WORK TASK:
Here are the records. Write out exactly the lines between the one holding "let mut tx = pool.begin().await?;" and the one holding "headline without title", inclusive.

STORED DATA:
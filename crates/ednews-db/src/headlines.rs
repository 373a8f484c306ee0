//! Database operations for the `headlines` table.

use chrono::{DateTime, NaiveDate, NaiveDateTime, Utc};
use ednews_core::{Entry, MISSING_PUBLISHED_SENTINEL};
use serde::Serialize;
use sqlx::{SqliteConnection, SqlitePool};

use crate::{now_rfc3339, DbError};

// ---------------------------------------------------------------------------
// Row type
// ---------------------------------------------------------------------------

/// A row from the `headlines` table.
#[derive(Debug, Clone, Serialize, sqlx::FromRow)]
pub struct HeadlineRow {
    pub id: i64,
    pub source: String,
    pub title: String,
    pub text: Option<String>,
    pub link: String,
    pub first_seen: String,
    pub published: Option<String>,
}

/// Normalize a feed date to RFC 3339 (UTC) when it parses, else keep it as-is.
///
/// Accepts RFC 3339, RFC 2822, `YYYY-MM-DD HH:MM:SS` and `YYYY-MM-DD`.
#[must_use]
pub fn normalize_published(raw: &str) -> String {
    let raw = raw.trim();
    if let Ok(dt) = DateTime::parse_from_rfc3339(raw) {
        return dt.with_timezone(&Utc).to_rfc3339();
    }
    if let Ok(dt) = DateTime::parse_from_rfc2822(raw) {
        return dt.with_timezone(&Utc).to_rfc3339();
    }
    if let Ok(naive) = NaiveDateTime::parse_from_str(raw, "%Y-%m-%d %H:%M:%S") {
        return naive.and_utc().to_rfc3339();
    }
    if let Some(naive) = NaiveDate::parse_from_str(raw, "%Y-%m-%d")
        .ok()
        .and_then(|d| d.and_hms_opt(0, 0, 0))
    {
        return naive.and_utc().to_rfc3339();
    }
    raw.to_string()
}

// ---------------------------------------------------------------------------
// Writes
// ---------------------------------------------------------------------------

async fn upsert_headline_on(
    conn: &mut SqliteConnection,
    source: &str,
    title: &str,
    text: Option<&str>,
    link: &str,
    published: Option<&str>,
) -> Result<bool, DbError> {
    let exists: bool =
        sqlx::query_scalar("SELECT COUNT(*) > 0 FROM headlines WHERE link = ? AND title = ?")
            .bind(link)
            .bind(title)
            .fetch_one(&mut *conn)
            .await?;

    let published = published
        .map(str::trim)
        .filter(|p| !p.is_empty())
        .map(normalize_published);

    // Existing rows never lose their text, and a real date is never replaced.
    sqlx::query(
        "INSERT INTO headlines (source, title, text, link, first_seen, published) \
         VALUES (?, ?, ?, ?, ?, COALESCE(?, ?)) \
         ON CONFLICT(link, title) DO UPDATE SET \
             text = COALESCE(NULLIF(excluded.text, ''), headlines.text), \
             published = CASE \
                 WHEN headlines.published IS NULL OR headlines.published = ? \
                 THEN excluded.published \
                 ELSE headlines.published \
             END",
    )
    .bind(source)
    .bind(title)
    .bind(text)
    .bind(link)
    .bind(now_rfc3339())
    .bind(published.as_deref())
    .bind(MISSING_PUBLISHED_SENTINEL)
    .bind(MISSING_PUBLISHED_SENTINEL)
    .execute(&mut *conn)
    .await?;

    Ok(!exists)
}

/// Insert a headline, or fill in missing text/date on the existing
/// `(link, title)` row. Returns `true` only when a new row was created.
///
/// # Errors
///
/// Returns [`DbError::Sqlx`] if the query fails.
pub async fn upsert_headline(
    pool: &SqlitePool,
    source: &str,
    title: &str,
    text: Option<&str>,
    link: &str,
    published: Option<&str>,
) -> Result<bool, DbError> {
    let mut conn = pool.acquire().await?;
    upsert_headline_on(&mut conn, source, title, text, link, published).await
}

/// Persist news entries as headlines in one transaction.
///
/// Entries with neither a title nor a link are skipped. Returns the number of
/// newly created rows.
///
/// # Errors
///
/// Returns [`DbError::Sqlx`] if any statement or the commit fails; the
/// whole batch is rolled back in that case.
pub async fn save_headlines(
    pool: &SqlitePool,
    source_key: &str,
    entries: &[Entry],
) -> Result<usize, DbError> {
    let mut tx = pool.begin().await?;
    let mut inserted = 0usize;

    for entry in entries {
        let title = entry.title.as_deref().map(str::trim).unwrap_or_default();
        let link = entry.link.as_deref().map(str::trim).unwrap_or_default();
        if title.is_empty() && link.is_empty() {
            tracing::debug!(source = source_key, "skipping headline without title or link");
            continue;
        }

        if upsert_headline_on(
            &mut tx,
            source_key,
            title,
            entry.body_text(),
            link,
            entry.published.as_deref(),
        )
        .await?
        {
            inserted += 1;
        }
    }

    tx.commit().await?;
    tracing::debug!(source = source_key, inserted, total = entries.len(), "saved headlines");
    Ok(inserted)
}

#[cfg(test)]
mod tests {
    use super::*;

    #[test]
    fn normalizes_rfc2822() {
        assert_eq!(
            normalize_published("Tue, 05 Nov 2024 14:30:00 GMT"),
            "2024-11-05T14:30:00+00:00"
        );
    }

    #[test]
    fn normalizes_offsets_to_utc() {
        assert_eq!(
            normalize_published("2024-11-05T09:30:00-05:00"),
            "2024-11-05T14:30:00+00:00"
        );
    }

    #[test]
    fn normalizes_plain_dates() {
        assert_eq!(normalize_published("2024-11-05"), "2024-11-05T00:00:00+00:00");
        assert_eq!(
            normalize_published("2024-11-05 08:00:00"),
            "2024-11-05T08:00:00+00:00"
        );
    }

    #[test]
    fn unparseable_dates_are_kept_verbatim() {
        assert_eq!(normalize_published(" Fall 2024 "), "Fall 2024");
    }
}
--
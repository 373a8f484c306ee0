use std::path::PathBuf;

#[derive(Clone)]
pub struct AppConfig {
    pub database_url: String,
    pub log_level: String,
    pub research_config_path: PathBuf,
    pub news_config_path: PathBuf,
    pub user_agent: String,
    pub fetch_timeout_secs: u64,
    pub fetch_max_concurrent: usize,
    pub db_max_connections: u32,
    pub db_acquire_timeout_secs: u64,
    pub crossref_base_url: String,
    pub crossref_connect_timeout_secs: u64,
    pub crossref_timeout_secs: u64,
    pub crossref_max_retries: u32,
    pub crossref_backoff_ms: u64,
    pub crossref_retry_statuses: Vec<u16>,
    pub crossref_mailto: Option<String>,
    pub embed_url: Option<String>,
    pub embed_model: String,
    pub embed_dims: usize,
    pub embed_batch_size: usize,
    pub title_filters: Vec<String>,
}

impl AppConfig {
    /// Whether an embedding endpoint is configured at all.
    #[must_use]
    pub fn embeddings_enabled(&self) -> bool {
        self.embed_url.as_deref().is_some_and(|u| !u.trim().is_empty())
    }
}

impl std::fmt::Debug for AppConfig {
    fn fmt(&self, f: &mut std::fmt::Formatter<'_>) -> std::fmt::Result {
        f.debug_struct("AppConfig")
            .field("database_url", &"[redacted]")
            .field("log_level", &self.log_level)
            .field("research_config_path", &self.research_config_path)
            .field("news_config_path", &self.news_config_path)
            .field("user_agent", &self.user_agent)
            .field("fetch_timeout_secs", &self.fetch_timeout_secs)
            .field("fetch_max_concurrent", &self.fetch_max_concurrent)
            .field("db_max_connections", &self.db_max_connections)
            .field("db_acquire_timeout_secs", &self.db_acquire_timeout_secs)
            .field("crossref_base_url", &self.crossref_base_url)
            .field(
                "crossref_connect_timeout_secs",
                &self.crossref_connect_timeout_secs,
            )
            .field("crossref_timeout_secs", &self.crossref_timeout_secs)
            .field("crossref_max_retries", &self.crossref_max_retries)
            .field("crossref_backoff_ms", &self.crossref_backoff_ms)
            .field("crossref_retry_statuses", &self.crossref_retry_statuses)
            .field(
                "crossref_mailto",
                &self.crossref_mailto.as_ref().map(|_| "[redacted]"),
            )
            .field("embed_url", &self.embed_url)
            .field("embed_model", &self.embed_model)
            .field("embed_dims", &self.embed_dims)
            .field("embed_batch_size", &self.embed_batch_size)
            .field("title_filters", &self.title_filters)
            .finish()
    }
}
---
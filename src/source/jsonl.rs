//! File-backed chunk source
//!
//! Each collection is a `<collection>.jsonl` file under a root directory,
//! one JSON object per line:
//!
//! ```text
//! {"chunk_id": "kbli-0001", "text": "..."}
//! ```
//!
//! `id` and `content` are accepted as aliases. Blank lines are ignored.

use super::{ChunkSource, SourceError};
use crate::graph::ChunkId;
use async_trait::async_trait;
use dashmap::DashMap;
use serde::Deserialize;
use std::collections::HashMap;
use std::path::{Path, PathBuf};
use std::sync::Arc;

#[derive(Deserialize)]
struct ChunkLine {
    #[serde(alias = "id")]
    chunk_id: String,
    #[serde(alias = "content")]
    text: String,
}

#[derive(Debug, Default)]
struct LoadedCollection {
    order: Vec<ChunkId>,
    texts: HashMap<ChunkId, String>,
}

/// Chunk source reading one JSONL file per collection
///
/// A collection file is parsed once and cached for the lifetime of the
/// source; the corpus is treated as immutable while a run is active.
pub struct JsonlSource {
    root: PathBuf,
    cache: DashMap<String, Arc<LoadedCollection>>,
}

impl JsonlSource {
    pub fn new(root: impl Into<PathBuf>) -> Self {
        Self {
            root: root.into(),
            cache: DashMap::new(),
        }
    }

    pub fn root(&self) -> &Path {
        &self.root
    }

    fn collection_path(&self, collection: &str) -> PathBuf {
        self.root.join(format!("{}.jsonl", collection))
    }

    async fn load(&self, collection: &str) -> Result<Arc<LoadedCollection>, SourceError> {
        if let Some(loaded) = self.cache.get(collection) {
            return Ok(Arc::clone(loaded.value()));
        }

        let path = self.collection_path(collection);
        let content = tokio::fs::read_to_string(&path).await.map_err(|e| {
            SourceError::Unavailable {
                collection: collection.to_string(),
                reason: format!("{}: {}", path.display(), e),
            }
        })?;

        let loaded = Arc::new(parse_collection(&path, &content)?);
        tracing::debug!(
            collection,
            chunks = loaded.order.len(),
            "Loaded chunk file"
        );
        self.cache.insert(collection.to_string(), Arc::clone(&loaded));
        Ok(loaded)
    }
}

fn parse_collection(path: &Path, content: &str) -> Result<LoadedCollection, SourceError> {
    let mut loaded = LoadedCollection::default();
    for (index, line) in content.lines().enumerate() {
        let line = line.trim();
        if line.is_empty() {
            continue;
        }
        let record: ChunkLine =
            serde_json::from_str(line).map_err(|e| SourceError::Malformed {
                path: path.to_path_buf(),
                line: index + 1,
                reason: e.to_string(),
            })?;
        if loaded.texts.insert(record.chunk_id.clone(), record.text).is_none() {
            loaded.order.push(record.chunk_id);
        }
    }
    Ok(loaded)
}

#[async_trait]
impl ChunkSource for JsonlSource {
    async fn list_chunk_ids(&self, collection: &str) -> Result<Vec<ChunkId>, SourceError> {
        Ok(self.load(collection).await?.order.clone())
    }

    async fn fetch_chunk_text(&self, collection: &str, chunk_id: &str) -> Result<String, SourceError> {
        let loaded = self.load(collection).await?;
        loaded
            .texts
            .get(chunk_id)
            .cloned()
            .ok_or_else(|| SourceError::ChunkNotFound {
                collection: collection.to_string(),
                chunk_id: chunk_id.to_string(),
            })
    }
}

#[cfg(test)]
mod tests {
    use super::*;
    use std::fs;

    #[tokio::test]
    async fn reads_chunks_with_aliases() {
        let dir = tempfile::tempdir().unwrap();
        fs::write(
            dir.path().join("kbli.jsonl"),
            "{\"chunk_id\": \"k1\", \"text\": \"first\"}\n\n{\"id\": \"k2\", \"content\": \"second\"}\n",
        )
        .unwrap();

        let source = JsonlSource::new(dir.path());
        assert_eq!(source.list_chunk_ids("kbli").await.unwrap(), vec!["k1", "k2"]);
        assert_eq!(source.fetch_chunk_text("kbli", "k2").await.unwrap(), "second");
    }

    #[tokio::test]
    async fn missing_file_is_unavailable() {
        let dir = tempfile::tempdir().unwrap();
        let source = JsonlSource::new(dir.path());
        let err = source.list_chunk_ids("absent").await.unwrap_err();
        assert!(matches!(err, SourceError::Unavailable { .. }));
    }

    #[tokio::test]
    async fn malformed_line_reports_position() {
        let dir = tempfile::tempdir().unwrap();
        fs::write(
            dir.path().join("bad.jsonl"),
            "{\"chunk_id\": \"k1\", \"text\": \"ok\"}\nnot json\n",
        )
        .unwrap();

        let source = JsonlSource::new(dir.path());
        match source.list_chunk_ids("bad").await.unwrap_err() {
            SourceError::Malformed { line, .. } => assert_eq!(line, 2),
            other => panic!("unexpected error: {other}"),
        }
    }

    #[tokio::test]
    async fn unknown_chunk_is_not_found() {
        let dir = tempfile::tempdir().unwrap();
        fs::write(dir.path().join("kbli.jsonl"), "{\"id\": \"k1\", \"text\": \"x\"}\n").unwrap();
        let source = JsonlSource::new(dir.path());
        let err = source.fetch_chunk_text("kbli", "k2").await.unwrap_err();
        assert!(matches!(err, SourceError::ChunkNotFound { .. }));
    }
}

SOLUTION:
    let mut tx = pool.begin().await?;
    let mut inserted = 0usize;

    for entry in entries {
        let title = entry.title.as_deref().map(str::trim).unwrap_or_default();
        let link = entry.link.as_deref().map(str::trim).unwrap_or_default();
        if title.is_empty() && link.is_empty() {
            tracing::debug!(source = source_key, "skipping headline without title or link");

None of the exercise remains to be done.